- Battle of Kafir Qala: Part of the Abdali–Safavid conflicts
| Date | 19 May 1719 |
| Location | Kafir Qala, Sadozai Sultanate of Herat (present-day Islam Qala, Afghanistan) |
| Result | Sadozai victory |

Belligerents
- Sadozai Sultanate of Herat: Safavid Iran

Commanders and leaders
- Mohammad Zaman Khan Asadullah Khan: Safi Quli Khan †

Strength
- 15,000: 30,000-35,000

Casualties and losses
- 3,000 killed: 10,000 killed

= Battle of Kafir Qala (1719) =

Safavid-Sadozai battle in Afghanistan

The Battle of Kafir Qala, also known as the Battle of Islam Qala, was fought on the 19th of May 1719 between the Sadozai Afghans of the Sadozai Sultanate of Herat, led by Mohammad Zaman Khan, and a Safavid Persian army led by Safi Quli Khan.
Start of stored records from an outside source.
//! Configuration
//!
//! Bridge settings come from four merged layers:
//! 1. Built-in defaults
//! 2. Host/user config (~/.config/xcbazel/config.toml)
//! 3. Repo config (<workspace>/.xcbazel.toml)
//! 4. CLI flags
//!
//! Xcode's own build settings arrive through the environment and are read
//! separately into [`XcodeEnv`].

mod defaults;
mod effective;
mod merge;
mod xcode_env;

pub use defaults::BuiltinDefaults;
pub use effective::{
    expand_home, home_dir, BridgeConfig, ConfigError, ConfigOrigin, ConfigSource,
    EffectiveConfig, ALL_CONFIGS, HOST_CONFIG_PATH, REPO_CONFIG_FILE,
};
pub use merge::merge_layers;
pub use xcode_env::{xcode_action, XcodeEnv, WATCH_APP2_PRODUCT_TYPE};

#[cfg(test)]
pub(crate) use xcode_env::tests::device_vars;
//! External command execution
//!
//! `codesign`, `dwarfdump` and `bazel info` are only ever needed for their
//! exit code and combined output. The trait keeps them swappable so every
//! install-phase pass can be tested without Xcode on the machine.

use std::collections::VecDeque;
use std::io;
use std::process::{Command, Stdio};
use std::sync::Mutex;

use tracing::debug;

/// Exit status and output of a finished command.
#[derive(Debug, Clone, PartialEq, Eq)]
pub struct CommandOutput {
    /// Process exit code; `-1` when terminated by a signal.
    pub exit_code: i32,
    /// stdout followed by stderr.
    pub output: String,
}

impl CommandOutput {
    pub fn success(output: impl Into<String>) -> Self {
        Self {
            exit_code: 0,
            output: output.into(),
        }
    }

    pub fn failure(exit_code: i32, output: impl Into<String>) -> Self {
        Self {
            exit_code,
            output: output.into(),
        }
    }

    pub fn is_success(&self) -> bool {
        self.exit_code == 0
    }
}

/// Runs a command to completion.
pub trait CommandRunner: Send + Sync {
    fn run(&self, program: &str, args: &[String]) -> io::Result<CommandOutput>;
}

/// Spawns real processes and waits for them.
#[derive(Debug, Default, Clone, Copy)]
pub struct SystemRunner;

impl CommandRunner for SystemRunner {
    fn run(&self, program: &str, args: &[String]) -> io::Result<CommandOutput> {
        debug!(program, ?args, "running command");
        let output = Command::new(program)
            .args(args)
            .stdin(Stdio::null())
            .output()?;

        let mut combined = String::from_utf8_lossy(&output.stdout).into_owned();
        combined.push_str(&String::from_utf8_lossy(&output.stderr));

        Ok(CommandOutput {
            exit_code: output.status.code().unwrap_or(-1),
            output: combined,
        })
    }
}

/// Scripted runner for tests: answers commands from a queue per program and
/// records every invocation.
#[derive(Debug, Default)]
pub struct MockRunner {
    responses: Mutex<Vec<(String, VecDeque<CommandOutput>)>>,
    fallback: Mutex<Option<CommandOutput>>,
    calls: Mutex<Vec<Vec<String>>>,
}

impl MockRunner {
    pub fn new() -> Self {
        Self::default()
    }

    /// Queue `output` for the next invocation whose command line starts with
    /// `prefix` (program and arguments joined by spaces).
    pub fn respond(&self, prefix: &str, output: CommandOutput) -> &Self {
        if let Ok(mut responses) = self.responses.lock() {
            match responses.iter_mut().find(|(p, _)| p == prefix) {
                Some((_, queue)) => queue.push_back(output),
                None => responses.push((prefix.to_string(), VecDeque::from([output]))),
            }
        }
        self
    }

    /// Answer unmatched commands with `output` instead of failing.
    pub fn respond_by_default(&self, output: CommandOutput) -> &Self {
        if let Ok(mut fallback) = self.fallback.lock() {
            *fallback = Some(output);
        }
        self
    }

    /// Every command line seen so far, program first.
    pub fn calls(&self) -> Vec<Vec<String>> {
        self.calls.lock().map(|c| c.clone()).unwrap_or_default()
    }

    /// Number of calls whose command line starts with `prefix`.
    pub fn count(&self, prefix: &str) -> usize {
        self.calls()
            .iter()
            .filter(|call| call.join(" ").starts_with(prefix))
            .count()
    }
}

impl CommandRunner for MockRunner {
    fn run(&self, program: &str, args: &[String]) -> io::Result<CommandOutput> {
        let mut call = vec![program.to_string()];
        call.extend(args.iter().cloned());
        let line = call.join(" ");
        if let Ok(mut calls) = self.calls.lock() {
            calls.push(call);
        }

        if let Ok(mut responses) = self.responses.lock() {
            // Longest matching prefix wins.
            let best = responses
                .iter_mut()
                .filter(|(prefix, queue)| line.starts_with(prefix.as_str()) && !queue.is_empty())
                .max_by_key(|(prefix, _)| prefix.len());
            if let Some((_, queue)) = best {
                if let Some(output) = queue.pop_front() {
                    return Ok(output);
                }
            }
        }

        match self.fallback.lock().ok().and_then(|f| f.clone()) {
            Some(output) => Ok(output),
            None => Err(io::Error::new(
                io::ErrorKind::NotFound,
                format!("no scripted response for `{line}`"),
            )),
        }
    }
}

#[cfg(test)]
mod tests {
    use super::*;

    fn args(list: &[&str]) -> Vec<String> {
        list.iter().map(|s| s.to_string()).collect()
    }

    #[test]
    fn test_mock_runner_matches_longest_prefix() {
        let runner = MockRunner::new();
        runner
            .respond("xcrun", CommandOutput::success("generic"))
            .respond("xcrun codesign -dvv", CommandOutput::success("Authority=Dev"));

        let out = runner.run("xcrun", &args(&["codesign", "-dvv", "/A.app"])).unwrap();
        assert_eq!(out.output, "Authority=Dev");
        let out = runner.run("xcrun", &args(&["dwarfdump"])).unwrap();
        assert_eq!(out.output, "generic");
        assert_eq!(runner.count("xcrun codesign"), 1);
    }

    #[test]
    fn test_mock_runner_without_response_errors() {
        let runner = MockRunner::new();
        assert!(runner.run("bazel", &args(&["info"])).is_err());

        runner.respond_by_default(CommandOutput::failure(3, "nope"));
        let out = runner.run("bazel", &args(&["info"])).unwrap();
        assert!(!out.is_success());
        assert_eq!(runner.calls().len(), 2);
    }

    #[cfg(unix)]
    #[test]
    fn test_system_runner_combines_output() {
        let out = SystemRunner
            .run("sh", &args(&["-c", "echo out; echo err 1>&2; exit 3"]))
            .unwrap();
        assert_eq!(out.exit_code, 3);
        assert!(out.output.contains("out"));
        assert!(out.output.contains("err"));
    }
}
The battle took place near the modern-day Afghan–Iranian border post of Islam Qala and resulted in a decisive victory for the Sadozais. The engagement marked the consolidation of Abdali independence from the Safavids and the foundation of the short-lived Sadozai Sultanate of Herat.
==Background==
After being denied a share of the spoils from the conquest of Kandahar by Mirwais Hotak, Abdullah Khan sought to establish his own dominion in Herat. His initial attempt to stir revolt among the Abdalis of the Hari Rud was discovered, and both he and his son Asadullah Khan were imprisoned by the Persian governor. A mutiny among the Qizilbash garrison, however, enabled their escape to Obe, from where Asadullah overran the Hari Rud valley and occupied Murichaq on the Marghab River.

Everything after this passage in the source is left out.